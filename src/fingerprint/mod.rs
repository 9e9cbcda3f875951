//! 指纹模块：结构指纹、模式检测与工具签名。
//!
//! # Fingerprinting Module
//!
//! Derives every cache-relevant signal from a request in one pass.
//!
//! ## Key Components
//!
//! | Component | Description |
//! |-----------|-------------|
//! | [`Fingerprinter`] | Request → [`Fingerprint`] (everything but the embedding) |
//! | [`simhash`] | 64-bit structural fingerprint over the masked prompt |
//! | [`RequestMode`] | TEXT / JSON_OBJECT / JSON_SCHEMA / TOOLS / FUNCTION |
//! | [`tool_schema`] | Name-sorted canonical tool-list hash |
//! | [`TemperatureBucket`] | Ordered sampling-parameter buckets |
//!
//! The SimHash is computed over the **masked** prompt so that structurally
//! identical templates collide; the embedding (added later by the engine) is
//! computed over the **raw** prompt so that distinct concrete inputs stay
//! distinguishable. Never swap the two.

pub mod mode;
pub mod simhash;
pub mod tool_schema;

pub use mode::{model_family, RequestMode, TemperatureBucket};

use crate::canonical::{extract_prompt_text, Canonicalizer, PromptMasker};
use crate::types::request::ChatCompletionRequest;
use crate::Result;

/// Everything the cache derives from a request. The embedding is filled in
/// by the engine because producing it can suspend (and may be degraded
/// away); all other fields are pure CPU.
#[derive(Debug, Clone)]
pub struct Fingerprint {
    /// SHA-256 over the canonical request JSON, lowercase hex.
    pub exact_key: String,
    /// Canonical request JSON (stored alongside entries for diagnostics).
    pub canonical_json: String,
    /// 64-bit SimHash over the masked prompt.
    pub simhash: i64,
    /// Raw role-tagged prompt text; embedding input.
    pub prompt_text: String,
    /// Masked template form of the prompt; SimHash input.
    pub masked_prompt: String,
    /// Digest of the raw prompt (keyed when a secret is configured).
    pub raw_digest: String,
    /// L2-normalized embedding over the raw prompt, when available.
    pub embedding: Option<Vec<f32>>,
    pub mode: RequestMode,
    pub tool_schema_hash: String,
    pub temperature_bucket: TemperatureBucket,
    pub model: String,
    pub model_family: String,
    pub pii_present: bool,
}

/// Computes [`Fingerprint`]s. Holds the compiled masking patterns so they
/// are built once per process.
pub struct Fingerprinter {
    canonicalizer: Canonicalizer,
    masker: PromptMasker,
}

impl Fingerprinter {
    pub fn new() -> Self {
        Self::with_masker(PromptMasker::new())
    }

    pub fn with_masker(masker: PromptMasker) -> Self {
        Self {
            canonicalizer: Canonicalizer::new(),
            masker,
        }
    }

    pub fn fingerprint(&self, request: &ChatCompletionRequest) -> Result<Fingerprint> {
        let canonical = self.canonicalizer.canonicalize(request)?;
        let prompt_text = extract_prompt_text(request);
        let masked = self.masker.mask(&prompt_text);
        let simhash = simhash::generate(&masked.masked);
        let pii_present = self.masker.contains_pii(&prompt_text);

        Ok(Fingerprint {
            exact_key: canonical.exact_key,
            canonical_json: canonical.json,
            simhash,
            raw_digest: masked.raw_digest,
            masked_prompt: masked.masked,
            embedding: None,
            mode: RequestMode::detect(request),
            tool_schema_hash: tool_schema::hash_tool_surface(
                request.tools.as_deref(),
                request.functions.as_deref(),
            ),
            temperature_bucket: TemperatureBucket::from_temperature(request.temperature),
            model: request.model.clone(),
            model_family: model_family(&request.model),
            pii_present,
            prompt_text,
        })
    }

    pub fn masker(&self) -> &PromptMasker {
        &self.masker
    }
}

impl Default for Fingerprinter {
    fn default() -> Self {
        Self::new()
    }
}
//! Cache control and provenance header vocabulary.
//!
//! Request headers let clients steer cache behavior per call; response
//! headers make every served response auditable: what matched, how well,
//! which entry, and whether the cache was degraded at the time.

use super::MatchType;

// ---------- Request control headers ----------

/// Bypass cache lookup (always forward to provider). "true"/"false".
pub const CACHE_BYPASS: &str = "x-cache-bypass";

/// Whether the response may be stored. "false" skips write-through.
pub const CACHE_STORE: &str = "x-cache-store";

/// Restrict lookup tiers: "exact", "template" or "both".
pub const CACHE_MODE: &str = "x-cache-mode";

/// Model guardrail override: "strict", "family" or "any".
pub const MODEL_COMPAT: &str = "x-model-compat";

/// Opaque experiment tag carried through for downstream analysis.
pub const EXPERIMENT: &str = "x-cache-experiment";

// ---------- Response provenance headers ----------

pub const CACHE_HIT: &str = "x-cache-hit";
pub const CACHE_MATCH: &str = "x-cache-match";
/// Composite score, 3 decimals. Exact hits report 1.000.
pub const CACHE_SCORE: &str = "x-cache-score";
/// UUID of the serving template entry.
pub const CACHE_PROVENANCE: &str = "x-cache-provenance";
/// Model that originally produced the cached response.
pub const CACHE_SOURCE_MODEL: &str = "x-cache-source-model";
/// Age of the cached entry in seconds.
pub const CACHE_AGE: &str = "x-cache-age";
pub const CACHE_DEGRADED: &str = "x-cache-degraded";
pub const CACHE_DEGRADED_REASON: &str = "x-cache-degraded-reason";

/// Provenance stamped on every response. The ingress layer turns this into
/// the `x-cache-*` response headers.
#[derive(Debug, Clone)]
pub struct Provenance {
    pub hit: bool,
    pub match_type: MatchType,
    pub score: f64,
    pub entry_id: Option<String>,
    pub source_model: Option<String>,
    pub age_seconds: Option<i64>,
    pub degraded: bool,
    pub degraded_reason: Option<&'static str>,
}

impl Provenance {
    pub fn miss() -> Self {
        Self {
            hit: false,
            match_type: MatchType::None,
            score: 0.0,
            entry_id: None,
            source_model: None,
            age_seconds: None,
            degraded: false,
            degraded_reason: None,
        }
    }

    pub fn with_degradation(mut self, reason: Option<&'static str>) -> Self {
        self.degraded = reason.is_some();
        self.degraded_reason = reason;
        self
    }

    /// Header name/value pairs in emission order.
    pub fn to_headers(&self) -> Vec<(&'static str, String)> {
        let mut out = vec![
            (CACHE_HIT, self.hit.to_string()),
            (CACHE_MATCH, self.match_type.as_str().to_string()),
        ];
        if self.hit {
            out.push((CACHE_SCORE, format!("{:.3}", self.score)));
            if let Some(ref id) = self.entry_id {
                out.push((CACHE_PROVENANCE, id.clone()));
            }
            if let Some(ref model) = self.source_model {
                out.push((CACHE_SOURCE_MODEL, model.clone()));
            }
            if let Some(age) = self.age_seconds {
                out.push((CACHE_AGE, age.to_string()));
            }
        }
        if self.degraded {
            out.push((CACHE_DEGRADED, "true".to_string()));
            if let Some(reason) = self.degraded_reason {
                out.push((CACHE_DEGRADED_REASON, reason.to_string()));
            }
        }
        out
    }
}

• • •

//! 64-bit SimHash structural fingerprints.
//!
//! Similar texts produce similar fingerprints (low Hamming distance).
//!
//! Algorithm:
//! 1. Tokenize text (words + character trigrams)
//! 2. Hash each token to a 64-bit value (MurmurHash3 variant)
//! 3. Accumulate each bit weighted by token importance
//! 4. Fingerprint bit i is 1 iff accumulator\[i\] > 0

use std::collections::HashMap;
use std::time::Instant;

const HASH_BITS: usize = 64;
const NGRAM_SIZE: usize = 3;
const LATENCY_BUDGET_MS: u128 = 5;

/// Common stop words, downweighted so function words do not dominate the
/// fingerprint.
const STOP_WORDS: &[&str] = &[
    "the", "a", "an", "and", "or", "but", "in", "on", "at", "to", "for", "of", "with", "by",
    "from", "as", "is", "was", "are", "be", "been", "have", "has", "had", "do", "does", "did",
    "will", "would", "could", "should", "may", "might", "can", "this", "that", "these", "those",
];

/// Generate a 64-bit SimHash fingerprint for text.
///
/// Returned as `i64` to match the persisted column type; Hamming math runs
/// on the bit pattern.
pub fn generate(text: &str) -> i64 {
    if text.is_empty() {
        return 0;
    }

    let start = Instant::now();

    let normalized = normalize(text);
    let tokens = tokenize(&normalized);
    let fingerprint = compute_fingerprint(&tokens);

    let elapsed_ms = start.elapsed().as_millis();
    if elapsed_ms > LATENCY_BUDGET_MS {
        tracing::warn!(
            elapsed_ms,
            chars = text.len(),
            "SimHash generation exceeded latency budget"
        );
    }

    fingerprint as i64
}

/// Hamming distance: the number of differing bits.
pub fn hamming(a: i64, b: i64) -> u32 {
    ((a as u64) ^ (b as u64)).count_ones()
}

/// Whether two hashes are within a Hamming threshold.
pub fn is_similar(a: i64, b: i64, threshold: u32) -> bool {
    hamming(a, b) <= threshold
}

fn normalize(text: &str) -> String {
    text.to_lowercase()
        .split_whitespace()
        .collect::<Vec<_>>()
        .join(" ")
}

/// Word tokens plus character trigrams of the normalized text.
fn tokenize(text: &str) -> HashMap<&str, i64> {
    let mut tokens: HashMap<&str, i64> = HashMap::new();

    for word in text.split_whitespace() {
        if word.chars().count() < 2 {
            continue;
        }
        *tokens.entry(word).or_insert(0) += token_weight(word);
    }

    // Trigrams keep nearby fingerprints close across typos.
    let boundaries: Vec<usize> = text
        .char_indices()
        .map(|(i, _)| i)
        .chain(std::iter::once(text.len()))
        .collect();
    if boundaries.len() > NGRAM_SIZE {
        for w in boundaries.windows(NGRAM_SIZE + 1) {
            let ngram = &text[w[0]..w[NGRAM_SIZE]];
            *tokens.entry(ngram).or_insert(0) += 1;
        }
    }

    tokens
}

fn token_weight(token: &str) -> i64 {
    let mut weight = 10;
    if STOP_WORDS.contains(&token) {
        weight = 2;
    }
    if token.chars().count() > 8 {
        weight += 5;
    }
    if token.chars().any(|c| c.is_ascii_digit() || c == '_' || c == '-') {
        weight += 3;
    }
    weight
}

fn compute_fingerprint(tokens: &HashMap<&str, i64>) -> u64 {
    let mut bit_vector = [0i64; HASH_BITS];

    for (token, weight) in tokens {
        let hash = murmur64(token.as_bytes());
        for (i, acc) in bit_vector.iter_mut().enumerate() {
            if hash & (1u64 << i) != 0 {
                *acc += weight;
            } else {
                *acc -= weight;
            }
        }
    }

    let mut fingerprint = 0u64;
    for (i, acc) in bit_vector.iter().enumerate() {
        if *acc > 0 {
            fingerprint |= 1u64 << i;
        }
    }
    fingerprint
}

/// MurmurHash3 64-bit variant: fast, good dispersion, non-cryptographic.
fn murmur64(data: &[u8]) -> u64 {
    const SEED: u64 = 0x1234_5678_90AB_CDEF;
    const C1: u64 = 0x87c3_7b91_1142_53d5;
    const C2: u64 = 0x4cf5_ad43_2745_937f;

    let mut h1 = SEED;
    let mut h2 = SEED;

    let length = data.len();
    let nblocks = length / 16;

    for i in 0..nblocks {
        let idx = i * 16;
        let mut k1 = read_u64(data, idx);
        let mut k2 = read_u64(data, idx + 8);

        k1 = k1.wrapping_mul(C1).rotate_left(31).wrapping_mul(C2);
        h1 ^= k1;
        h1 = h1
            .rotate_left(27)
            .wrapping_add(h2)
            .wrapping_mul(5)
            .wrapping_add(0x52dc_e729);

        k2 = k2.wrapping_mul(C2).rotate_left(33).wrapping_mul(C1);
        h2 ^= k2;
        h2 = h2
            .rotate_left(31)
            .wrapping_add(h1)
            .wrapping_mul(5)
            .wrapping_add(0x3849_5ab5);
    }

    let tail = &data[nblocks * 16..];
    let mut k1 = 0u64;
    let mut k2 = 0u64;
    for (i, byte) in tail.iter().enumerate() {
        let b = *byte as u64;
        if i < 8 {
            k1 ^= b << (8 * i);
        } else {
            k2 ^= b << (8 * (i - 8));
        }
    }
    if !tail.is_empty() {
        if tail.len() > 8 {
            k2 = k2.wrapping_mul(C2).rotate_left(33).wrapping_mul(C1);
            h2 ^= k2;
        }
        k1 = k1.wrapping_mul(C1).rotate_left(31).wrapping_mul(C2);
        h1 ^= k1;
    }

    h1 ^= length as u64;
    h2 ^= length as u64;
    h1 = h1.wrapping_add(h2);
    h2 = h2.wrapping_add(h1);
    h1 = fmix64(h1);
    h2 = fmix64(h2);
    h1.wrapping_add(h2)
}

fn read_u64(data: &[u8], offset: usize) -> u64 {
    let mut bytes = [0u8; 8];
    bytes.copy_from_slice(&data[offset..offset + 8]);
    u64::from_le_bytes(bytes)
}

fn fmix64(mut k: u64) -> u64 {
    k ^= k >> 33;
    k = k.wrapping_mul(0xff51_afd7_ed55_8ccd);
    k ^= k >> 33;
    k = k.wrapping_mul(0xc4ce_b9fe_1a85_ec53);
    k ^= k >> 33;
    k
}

• • •

- _WHAT YOU HAVE TO DO_
Reproduce exactly the lines above from the line with "may be degraded" to the line with "let prompt_text = extract_prompt_text(request);", including both, and add nothing.

- _TASK ANSWER_
/// by the engine because producing it can suspend (and may be degraded
/// away); all other fields are pure CPU.
#[derive(Debug, Clone)]
pub struct Fingerprint {
    /// SHA-256 over the canonical request JSON, lowercase hex.
    pub exact_key: String,
    /// Canonical request JSON (stored alongside entries for diagnostics).
    pub canonical_json: String,
    /// 64-bit SimHash over the masked prompt.
    pub simhash: i64,
    /// Raw role-tagged prompt text; embedding input.
    pub prompt_text: String,
    /// Masked template form of the prompt; SimHash input.
    pub masked_prompt: String,
    /// Digest of the raw prompt (keyed when a secret is configured).
    pub raw_digest: String,
    /// L2-normalized embedding over the raw prompt, when available.
    pub embedding: Option<Vec<f32>>,
    pub mode: RequestMode,
    pub tool_schema_hash: String,
    pub temperature_bucket: TemperatureBucket,
    pub model: String,
    pub model_family: String,
    pub pii_present: bool,
}

/// Computes [`Fingerprint`]s. Holds the compiled masking patterns so they
/// are built once per process.
pub struct Fingerprinter {
    canonicalizer: Canonicalizer,
    masker: PromptMasker,
}

impl Fingerprinter {
    pub fn new() -> Self {
        Self::with_masker(PromptMasker::new())
    }

    pub fn with_masker(masker: PromptMasker) -> Self {
        Self {
            canonicalizer: Canonicalizer::new(),
            masker,
        }
    }

    pub fn fingerprint(&self, request: &ChatCompletionRequest) -> Result<Fingerprint> {
        let canonical = self.canonicalizer.canonicalize(request)?;
        let prompt_text = extract_prompt_text(request);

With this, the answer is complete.